- [TASK GOAL] The listing below contains a span that opens with the line containing "let payload = latest_health(&state).await.unwrap_or(None);" and closes with the line containing "drop(conn);". Return that span exactly.

- [RECORD EXTRACTS]

//! Frame scheduling for the animation loop.
//!
//! The loop never calls `requestAnimationFrame` directly; it asks a
//! [`FrameScheduler`] for the next frame. The browser implementation wraps
//! `window.requestAnimationFrame`, while [`ManualScheduler`] runs frames only
//! when told to, which makes stepping the sky deterministic.

use std::cell::{Cell, RefCell};
use std::rc::{Rc, Weak};

use log::{info, warn};
use wasm_bindgen::prelude::*;
use web_sys::Window;

/// Identifies a scheduled frame so it can be cancelled.
#[derive(Clone, Copy, Debug, PartialEq, Eq)]
pub struct FrameHandle(pub u64);

/// Runs a callback once, at the next frame.
pub trait FrameScheduler {
	/// Queue `callback` for the next frame. `None` if the host refused.
	fn schedule(&self, callback: Box<dyn FnOnce()>) -> Option<FrameHandle>;
	/// Drop a queued callback without running it.
	fn cancel(&self, handle: FrameHandle);
}

/// Schedules frames with `window.requestAnimationFrame`.
pub struct AnimationFrameScheduler {
	window: Window,
}

impl AnimationFrameScheduler {
	pub fn new(window: Window) -> Self {
		Self { window }
	}
}

impl FrameScheduler for AnimationFrameScheduler {
	fn schedule(&self, callback: Box<dyn FnOnce()>) -> Option<FrameHandle> {
		let js_callback = Closure::once_into_js(move || callback());
		match self
			.window
			.request_animation_frame(js_callback.unchecked_ref())
		{
			Ok(id) => Some(FrameHandle(id as u64)),
			Err(e) => {
				warn!("homepage-sky: requestAnimationFrame failed: {:?}", e);
				None
			}
		}
	}

	fn cancel(&self, handle: FrameHandle) {
		let _ = self.window.cancel_animation_frame(handle.0 as i32);
	}
}

/// Holds callbacks until [`ManualScheduler::run_pending`] is called.
#[derive(Default)]
pub struct ManualScheduler {
	queue: RefCell<Vec<(FrameHandle, Box<dyn FnOnce()>)>>,
	next_id: Cell<u64>,
}

impl ManualScheduler {
	pub fn new() -> Self {
		Self::default()
	}

	/// Run the callbacks queued so far. Callbacks they schedule wait for the
	/// next call. Returns how many ran.
	pub fn run_pending(&self) -> usize {
		let batch = std::mem::take(&mut *self.queue.borrow_mut());
		let count = batch.len();
		for (_, callback) in batch {
			callback();
		}
		count
	}

	pub fn pending(&self) -> usize {
		self.queue.borrow().len()
	}
}

impl FrameScheduler for ManualScheduler {
	fn schedule(&self, callback: Box<dyn FnOnce()>) -> Option<FrameHandle> {
		let handle = FrameHandle(self.next_id.get());
		self.next_id.set(handle.0 + 1);
		self.queue.borrow_mut().push((handle, callback));
		Some(handle)
	}

	fn cancel(&self, handle: FrameHandle) {
		self.queue.borrow_mut().retain(|(h, _)| *h != handle);
	}
}

struct LoopInner {
	scheduler: Rc<dyn FrameScheduler>,
	frame: RefCell<Box<dyn FnMut()>>,
	pending: Cell<Option<FrameHandle>>,
	running: Cell<bool>,
}

impl LoopInner {
	fn schedule_next(this: &Rc<Self>) {
		let weak: Weak<Self> = Rc::downgrade(this);
		let handle = this.scheduler.schedule(Box::new(move || {
			if let Some(inner) = weak.upgrade() {
				LoopInner::run_frame(&inner);
			}
		}));
		if handle.is_none() {
			this.running.set(false);
		}
		this.pending.set(handle);
	}

	fn run_frame(this: &Rc<Self>) {
		this.pending.set(None);
		if !this.running.get() {
			return;
		}
		{
			let mut frame = this.frame.borrow_mut();
			(*frame)();
		}
		if this.running.get() {
			Self::schedule_next(this);
		}
	}
}

/// Self-rescheduling frame loop. Runs `frame` once per scheduled frame until
/// stopped or dropped.
pub struct AnimationLoop {
	inner: Rc<LoopInner>,
}

impl AnimationLoop {
	pub fn start(scheduler: Rc<dyn FrameScheduler>, frame: impl FnMut() + 'static) -> Self {
		let inner = Rc::new(LoopInner {
			scheduler,
			frame: RefCell::new(Box::new(frame)),
			pending: Cell::new(None),
			running: Cell::new(true),
		});
		LoopInner::schedule_next(&inner);
		info!("homepage-sky: animation loop started");
		Self { inner }
	}

	/// Cancel the pending frame. No further frames run.
	pub fn stop(&self) {
		if self.inner.running.replace(false) {
			if let Some(handle) = self.inner.pending.take() {
				self.inner.scheduler.cancel(handle);
			}
			info!("homepage-sky: animation loop stopped");
		}
	}

	pub fn is_running(&self) -> bool {
		self.inner.running.get()
	}
}

impl Drop for AnimationLoop {
	fn drop(&mut self) {
		self.stop();
	}
}

#[cfg(test)]
mod tests {
	use super::*;
	use crate::components::constellation::config::SkyConfig;
	use crate::components::constellation::render::testing::RecordingCanvas;
	use crate::components::constellation::state::SkyState;
	use crate::components::constellation::theme::Theme;

	fn counting_loop(scheduler: &Rc<ManualScheduler>) -> (AnimationLoop, Rc<Cell<u32>>) {
		let ticks = Rc::new(Cell::new(0));
		let counter = ticks.clone();
		let animation = AnimationLoop::start(scheduler.clone(), move || {
			counter.set(counter.get() + 1);
		});
		(animation, ticks)
	}

	#[test]
	fn one_tick_per_frame() {
		let scheduler = Rc::new(ManualScheduler::new());
		let (animation, ticks) = counting_loop(&scheduler);

		assert_eq!(scheduler.pending(), 1);
		assert_eq!(ticks.get(), 0);

		for frame in 1..=4 {
			assert_eq!(scheduler.run_pending(), 1);
			assert_eq!(ticks.get(), frame);
			assert_eq!(scheduler.pending(), 1);
		}
		assert!(animation.is_running());
	}

	#[test]
	fn stop_cancels_pending_frame() {
		let scheduler = Rc::new(ManualScheduler::new());
		let (animation, ticks) = counting_loop(&scheduler);
		scheduler.run_pending();

		animation.stop();
		assert!(!animation.is_running());
		assert_eq!(scheduler.pending(), 0);
		assert_eq!(scheduler.run_pending(), 0);
		assert_eq!(ticks.get(), 1);

		animation.stop();
	}

	#[test]
	fn dropping_the_loop_stops_it() {
		let scheduler = Rc::new(ManualScheduler::new());
		let (animation, ticks) = counting_loop(&scheduler);
		drop(animation);

		assert_eq!(scheduler.pending(), 0);
		scheduler.run_pending();
		assert_eq!(ticks.get(), 0);
	}

	#[test]
	fn restarting_replaces_the_previous_loop() {
		let scheduler = Rc::new(ManualScheduler::new());
		let slot = RefCell::new(None);
		let (first, first_ticks) = counting_loop(&scheduler);
		*slot.borrow_mut() = Some(first);

		if let Some(previous) = slot.borrow_mut().take() {
			previous.stop();
		}
		let (second, second_ticks) = counting_loop(&scheduler);
		*slot.borrow_mut() = Some(second);

		assert_eq!(scheduler.pending(), 1);
		scheduler.run_pending();
		scheduler.run_pending();
		assert_eq!(first_ticks.get(), 0);
		assert_eq!(second_ticks.get(), 2);
	}

	#[test]
	fn cancel_only_removes_matching_handle() {
		let scheduler = ManualScheduler::new();
		let ran = Rc::new(Cell::new(0));
		let (a, b) = (ran.clone(), ran.clone());
		let first = scheduler.schedule(Box::new(move || a.set(a.get() + 1))).unwrap();
		scheduler.schedule(Box::new(move || b.set(b.get() + 10)));

		scheduler.cancel(first);
		assert_eq!(scheduler.run_pending(), 1);
		assert_eq!(ran.get(), 10);
	}

	#[test]
	fn drives_the_sky() {
		let scheduler = Rc::new(ManualScheduler::new());
		let sky = Rc::new(RefCell::new(SkyState::new(
			SkyConfig::default(),
			800.0,
			600.0,
			21,
		)));
		let canvas = Rc::new(RefCell::new(RecordingCanvas::default()));
		let theme = Theme::default();

		let (sky_frame, canvas_frame) = (sky.clone(), canvas.clone());
		let _animation = AnimationLoop::start(scheduler.clone(), move || {
			sky_frame
				.borrow_mut()
				.tick(&mut *canvas_frame.borrow_mut(), &theme);
		});

		for _ in 0..10 {
			scheduler.run_pending();
		}
		assert_eq!(sky.borrow().frame_count(), 10);
		assert!(!canvas.borrow().circles().is_empty());
	}
}
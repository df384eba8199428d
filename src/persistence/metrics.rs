//! Query timing aggregator. Every execution through [`super::queries`] records
//! its verb and duration here; `GET /status` embeds a [`QueryMetrics::snapshot`]
//! alongside health history.

use std::collections::HashMap;
use std::sync::Mutex;
use std::time::Instant;

#[derive(Debug, Default, Clone, Copy, serde::Serialize)]
pub struct VerbStats {
    pub count: u64,
    pub mean_secs: f64,
}

#[derive(Default)]
pub struct QueryMetrics {
    inner: Mutex<HashMap<&'static str, VerbStats>>,
}

impl QueryMetrics {
    pub fn record(&self, verb: &'static str, elapsed_secs: f64) {
        let mut guard = self.inner.lock().unwrap();
        let stats = guard.entry(verb).or_insert(VerbStats { count: 0, mean_secs: 0.0 });
        let new_count = stats.count + 1;
        stats.mean_secs = (stats.mean_secs * stats.count as f64 + elapsed_secs) / new_count as f64;
        stats.count = new_count;
    }

    pub fn snapshot(&self) -> HashMap<&'static str, VerbStats> {
        self.inner.lock().unwrap().clone()
    }

    /// Time a closure and record it under `verb`; returns the closure's result.
    pub fn timed<T>(&self, verb: &'static str, f: impl FnOnce() -> T) -> T {
        let start = Instant::now();
        let result = f();
        self.record(verb, start.elapsed().as_secs_f64());
        result
    }
}

#[cfg(test)]
mod tests {
    use super::*;

    #[test]
    fn tracks_running_mean() {
        let metrics = QueryMetrics::default();
        metrics.record("SELECT", 0.1);
        metrics.record("SELECT", 0.3);
        let snapshot = metrics.snapshot();
        let stats = snapshot.get("SELECT").unwrap();
        assert_eq!(stats.count, 2);
        assert!((stats.mean_secs - 0.2).abs() < 1e-9);
    }
}
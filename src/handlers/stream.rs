//! WebSocket and SSE live feeds (§4.11): `/ws/aps`, `/ws/status`,
//! `/stream/ws/detections` and their SSE counterparts plus `/sse/history`.
//! Every message carries a monotonic `seq`, a `timestamp`, the payload, an
//! `errors` counter, and a `load_time`; sends are bounded by [`SEND_TIMEOUT`]
//! and paced by [`MESSAGE_INTERVAL`].

use std::convert::Infallible;
use std::sync::atomic::{AtomicU64, Ordering};
use std::sync::Arc;
use std::time::{Duration, Instant};

use axum::extract::ws::{Message, WebSocket, WebSocketUpgrade};
use axum::extract::State;
use axum::response::sse::{Event, KeepAlive, Sse};
use axum::response::Response;
use chrono::Utc;
use futures_util::stream::{unfold, Stream, StreamExt};
use serde::Serialize;

use crate::auth::AuthenticatedUser;
use crate::models::record::{ApCacheRow, HealthSample};
use crate::persistence::queries;
use crate::stream_processor::StreamMessage;
use crate::AppState;

/// §5: "WebSocket send: 5 s".
const SEND_TIMEOUT: Duration = Duration::from_secs(5);
const STREAM_SLEEP: Duration = Duration::from_secs(1);
const MIN_EVENT_INTERVAL: Duration = Duration::from_millis(250);

fn message_interval() -> Duration {
    STREAM_SLEEP.max(MIN_EVENT_INTERVAL)
}

#[derive(Debug, Clone, Serialize)]
struct StreamEnvelope<T: Serialize> {
    seq: u64,
    timestamp: String,
    payload: T,
    errors: u64,
    load_time: f64,
}

fn ticks(period: Duration) -> impl Stream<Item = ()> {
    unfold(tokio::time::interval(period), |mut interval| async move {
        interval.tick().await;
        Some(((), interval))
    })
}

async fn latest_ap_cache(state: &AppState) -> Result<Vec<ApCacheRow>, crate::error::PiwError> {
    let conn = state.pool.get_reader().await;
    state.query_metrics.timed("all_ap_cache_rows", || queries::all_ap_cache_rows(&conn))
}

async fn latest_health(state: &AppState) -> Result<Option<HealthSample>, crate::error::PiwError> {
    let conn = state.pool.get_reader().await;
    let mut stmt = conn.prepare_cached(
        "SELECT recorded_at, temperature_c, cpu_percent, memory_percent, disk_percent
         FROM health_records ORDER BY recorded_at DESC LIMIT 1",
    )?;
    let row = stmt
        .query_row([], |row| {
            Ok(HealthSample {
                timestamp: row.get(0)?,
                cpu_temp: row.get(1)?,
                cpu_percent: row.get(2)?,
                memory_percent: row.get(3)?,
                disk_percent: row.get(4)?,
            })
        })
        .optional_or_none();
    Ok(row)
}

// rusqlite's `query_row` returns `QueryReturnedNoRows` for an empty result
// set; surfacing that as `None` rather than an error matches every other
// "latest sample" accessor in this codebase.
trait OptionalOrNone<T> {
    fn optional_or_none(self) -> Option<T>;
}
impl<T> OptionalOrNone<T> for rusqlite::Result<T> {
    fn optional_or_none(self) -> Option<T> {
        match self {
            Ok(v) => Some(v),
            Err(rusqlite::Error::QueryReturnedNoRows) => None,
            Err(_) => None,
        }
    }
}

async fn send_ws_json<T: Serialize>(socket: &mut WebSocket, value: &T) -> bool {
    let Ok(json) = serde_json::to_string(value) else { return true };
    matches!(tokio::time::timeout(SEND_TIMEOUT, socket.send(Message::Text(json.into()))).await, Ok(Ok(())))
}

pub async fn ws_aps(_auth: AuthenticatedUser, ws: WebSocketUpgrade, State(state): State<AppState>) -> Response {
    ws.on_upgrade(move |socket| run_ws_aps(socket, state))
}

async fn run_ws_aps(mut socket: WebSocket, state: AppState) {
    let mut seq = 0u64;
    let mut errors = 0u64;
    let interval = message_interval();
    loop {
        tokio::time::sleep(interval).await;
        let start = Instant::now();
        let payload = match latest_ap_cache(&state).await {
            Ok(rows) => rows,
            Err(_) => {
                errors += 1;
                continue;
            }
        };
        let envelope =
            StreamEnvelope { seq, timestamp: Utc::now().to_rfc3339(), payload, errors, load_time: start.elapsed().as_secs_f64() };
        seq += 1;
        if !send_ws_json(&mut socket, &envelope).await {
            return;
        }
    }
}

pub async fn ws_status(_auth: AuthenticatedUser, ws: WebSocketUpgrade, State(state): State<AppState>) -> Response {
    ws.on_upgrade(move |socket| run_ws_status(socket, state))
}

async fn run_ws_status(mut socket: WebSocket, state: AppState) {
    let mut seq = 0u64;
    let mut errors = 0u64;
    let interval = message_interval();
    loop {
        tokio::time::sleep(interval).await;
        let start = Instant::now();
        let payload = match latest_health(&state).await {
            Ok(sample) => sample,
            Err(_) => {
                errors += 1;
                continue;
            }
        };
        let envelope =
            StreamEnvelope { seq, timestamp: Utc::now().to_rfc3339(), payload, errors, load_time: start.elapsed().as_secs_f64() };
        seq += 1;
        if !send_ws_json(&mut socket, &envelope).await {
            return;
        }
    }
}

pub async fn ws_detections(_auth: AuthenticatedUser, ws: WebSocketUpgrade, State(state): State<AppState>) -> Response {
    ws.on_upgrade(move |socket| run_ws_detections(socket, state))
}

async fn run_ws_detections(mut socket: WebSocket, state: AppState) {
    let mut rx = state.stream.subscribe().await;
    let errors = 0u64;
    let interval = message_interval();
    while let Some(msg) = rx.recv().await {
        let start = Instant::now();
        let envelope = StreamEnvelope {
            seq: msg.seq,
            timestamp: msg.timestamp.clone(),
            payload: msg,
            errors,
            load_time: start.elapsed().as_secs_f64(),
        };
        if !send_ws_json(&mut socket, &envelope).await {
            return;
        }
        tokio::time::sleep(interval).await;
    }
}

pub async fn sse_aps(_auth: AuthenticatedUser, State(state): State<AppState>) -> Sse<impl Stream<Item = Result<Event, Infallible>>> {
    let seq = Arc::new(AtomicU64::new(0));
    let stream = ticks(message_interval()).then(move |_| {
        let state = state.clone();
        let seq = seq.clone();
        async move {
            let start = Instant::now();
            let payload = latest_ap_cache(&state).await.unwrap_or_default();
            let n = seq.fetch_add(1, Ordering::SeqCst);
            let envelope =
                StreamEnvelope { seq: n, timestamp: Utc::now().to_rfc3339(), payload, errors: 0, load_time: start.elapsed().as_secs_f64() };
            Ok(Event::default().json_data(envelope).unwrap_or_else(|_| Event::default().data("{}")))
        }
    });
    Sse::new(stream).keep_alive(KeepAlive::default())
}

pub async fn sse_status(_auth: AuthenticatedUser, State(state): State<AppState>) -> Sse<impl Stream<Item = Result<Event, Infallible>>> {
    let seq = Arc::new(AtomicU64::new(0));
    let stream = ticks(message_interval()).then(move |_| {
        let state = state.clone();
        let seq = seq.clone();
        async move {
            let start = Instant::now();
            let payload = latest_health(&state).await.unwrap_or(None);
            let n = seq.fetch_add(1, Ordering::SeqCst);
            let envelope =
                StreamEnvelope { seq: n, timestamp: Utc::now().to_rfc3339(), payload, errors: 0, load_time: start.elapsed().as_secs_f64() };
            Ok(Event::default().json_data(envelope).unwrap_or_else(|_| Event::default().data("{}")))
        }
    });
    Sse::new(stream).keep_alive(KeepAlive::default())
}

pub async fn sse_detections(
    _auth: AuthenticatedUser,
    State(state): State<AppState>,
) -> Sse<impl Stream<Item = Result<Event, Infallible>>> {
    let rx = state.stream.subscribe().await;
    let stream = unfold(rx, |mut rx| async move {
        let msg: StreamMessage = rx.recv().await?;
        Some((msg, rx))
    })
    .map(|msg| {
        let envelope = StreamEnvelope {
            seq: msg.seq,
            timestamp: msg.timestamp.clone(),
            payload: msg,
            errors: 0,
            load_time: 0.0,
        };
        Ok(Event::default().json_data(envelope).unwrap_or_else(|_| Event::default().data("{}")))
    });
    Sse::new(stream).keep_alive(KeepAlive::default())
}

/// One-shot SSE reply carrying the last 24 h of health samples, for clients
/// that want backlog before switching to a live feed.
pub async fn sse_history(
    _auth: AuthenticatedUser,
    State(state): State<AppState>,
) -> Result<Sse<impl Stream<Item = Result<Event, Infallible>>>, crate::error::PiwError> {
    let conn = state.pool.get_reader().await;
    let since = (Utc::now() - chrono::Duration::hours(24)).to_rfc3339();
    let mut stmt = conn.prepare_cached(
        "SELECT recorded_at, temperature_c, cpu_percent, memory_percent, disk_percent
         FROM health_records WHERE recorded_at >= ?1 ORDER BY recorded_at ASC",
    )?;
    let rows: Vec<HealthSample> = stmt
        .query_map([&since], |row| {
            Ok(HealthSample {
                timestamp: row.get(0)?,
                cpu_temp: row.get(1)?,
                cpu_percent: row.get(2)?,
                memory_percent: row.get(3)?,
                disk_percent: row.get(4)?,
            })
        })?
        .collect::<Result<Vec<_>, _>>()?;
    drop(stmt);
    drop(conn);

    let envelope = StreamEnvelope { seq: 0, timestamp: Utc::now().to_rfc3339(), payload: rows, errors: 0, load_time: 0.0 };
    let event = Event::default().json_data(envelope).unwrap_or_else(|_| Event::default().data("{}"));
    let stream = futures_util::stream::once(async move { Ok(event) });
    Ok(Sse::new(stream))
}

#[cfg(test)]
mod tests {
    use super::*;

    #[test]
    fn message_interval_is_the_larger_of_the_two_floors() {
        assert_eq!(message_interval(), STREAM_SLEEP.max(MIN_EVENT_INTERVAL));
    }
}
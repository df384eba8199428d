//! Named job managers (C13/C14) that wire long-running maintenance and
//! analytics work onto the scheduler through the background task queue,
//! tracking per-job status the way `original_source/jobs/*.py` does.

pub mod analytics_jobs;
pub mod maintenance_jobs;

use std::collections::HashMap;
use std::sync::Arc;

use chrono::Utc;
use tokio::sync::Mutex;

/// Lifecycle state of one named job's most recent run, queryable by the
/// HTTP layer.
#[derive(Debug, Clone, serde::Serialize, Default)]
pub struct JobStatus {
    pub state: String,
    pub started_at: Option<String>,
    pub finished_at: Option<String>,
    pub message: Option<String>,
}

#[derive(Clone, Default)]
pub struct JobStatusMap {
    inner: Arc<Mutex<HashMap<String, JobStatus>>>,
}

impl JobStatusMap {
    pub fn new() -> Self {
        Self::default()
    }

    pub async fn mark_running(&self, name: &str) {
        let mut guard = self.inner.lock().await;
        guard.insert(
            name.to_string(),
            JobStatus { state: "running".to_string(), started_at: Some(Utc::now().to_rfc3339()), finished_at: None, message: None },
        );
    }

    pub async fn mark_completed(&self, name: &str) {
        let mut guard = self.inner.lock().await;
        let entry = guard.entry(name.to_string()).or_default();
        entry.state = "completed".to_string();
        entry.finished_at = Some(Utc::now().to_rfc3339());
        entry.message = None;
    }

    pub async fn mark_error(&self, name: &str, message: String) {
        let mut guard = self.inner.lock().await;
        let entry = guard.entry(name.to_string()).or_default();
        entry.state = "error".to_string();
        entry.finished_at = Some(Utc::now().to_rfc3339());
        entry.message = Some(message);
    }

    pub async fn snapshot(&self) -> HashMap<String, JobStatus> {
        self.inner.lock().await.clone()
    }
}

- [SOLVED EXERCISE]
            let payload = latest_health(&state).await.unwrap_or(None);
            let n = seq.fetch_add(1, Ordering::SeqCst);
            let envelope =
                StreamEnvelope { seq: n, timestamp: Utc::now().to_rfc3339(), payload, errors: 0, load_time: start.elapsed().as_secs_f64() };
            Ok(Event::default().json_data(envelope).unwrap_or_else(|_| Event::default().data("{}")))
        }
    });
    Sse::new(stream).keep_alive(KeepAlive::default())
}

pub async fn sse_detections(
    _auth: AuthenticatedUser,
    State(state): State<AppState>,
) -> Sse<impl Stream<Item = Result<Event, Infallible>>> {
    let rx = state.stream.subscribe().await;
    let stream = unfold(rx, |mut rx| async move {
        let msg: StreamMessage = rx.recv().await?;
        Some((msg, rx))
    })
    .map(|msg| {
        let envelope = StreamEnvelope {
            seq: msg.seq,
            timestamp: msg.timestamp.clone(),
            payload: msg,
            errors: 0,
            load_time: 0.0,
        };
        Ok(Event::default().json_data(envelope).unwrap_or_else(|_| Event::default().data("{}")))
    });
    Sse::new(stream).keep_alive(KeepAlive::default())
}

/// One-shot SSE reply carrying the last 24 h of health samples, for clients
/// that want backlog before switching to a live feed.
pub async fn sse_history(
    _auth: AuthenticatedUser,
    State(state): State<AppState>,
) -> Result<Sse<impl Stream<Item = Result<Event, Infallible>>>, crate::error::PiwError> {
    let conn = state.pool.get_reader().await;
    let since = (Utc::now() - chrono::Duration::hours(24)).to_rfc3339();
    let mut stmt = conn.prepare_cached(
        "SELECT recorded_at, temperature_c, cpu_percent, memory_percent, disk_percent
         FROM health_records WHERE recorded_at >= ?1 ORDER BY recorded_at ASC",
    )?;
    let rows: Vec<HealthSample> = stmt
        .query_map([&since], |row| {
            Ok(HealthSample {
                timestamp: row.get(0)?,
                cpu_temp: row.get(1)?,
                cpu_percent: row.get(2)?,
                memory_percent: row.get(3)?,
                disk_percent: row.get(4)?,
            })
        })?
        .collect::<Result<Vec<_>, _>>()?;
    drop(stmt);
    drop(conn);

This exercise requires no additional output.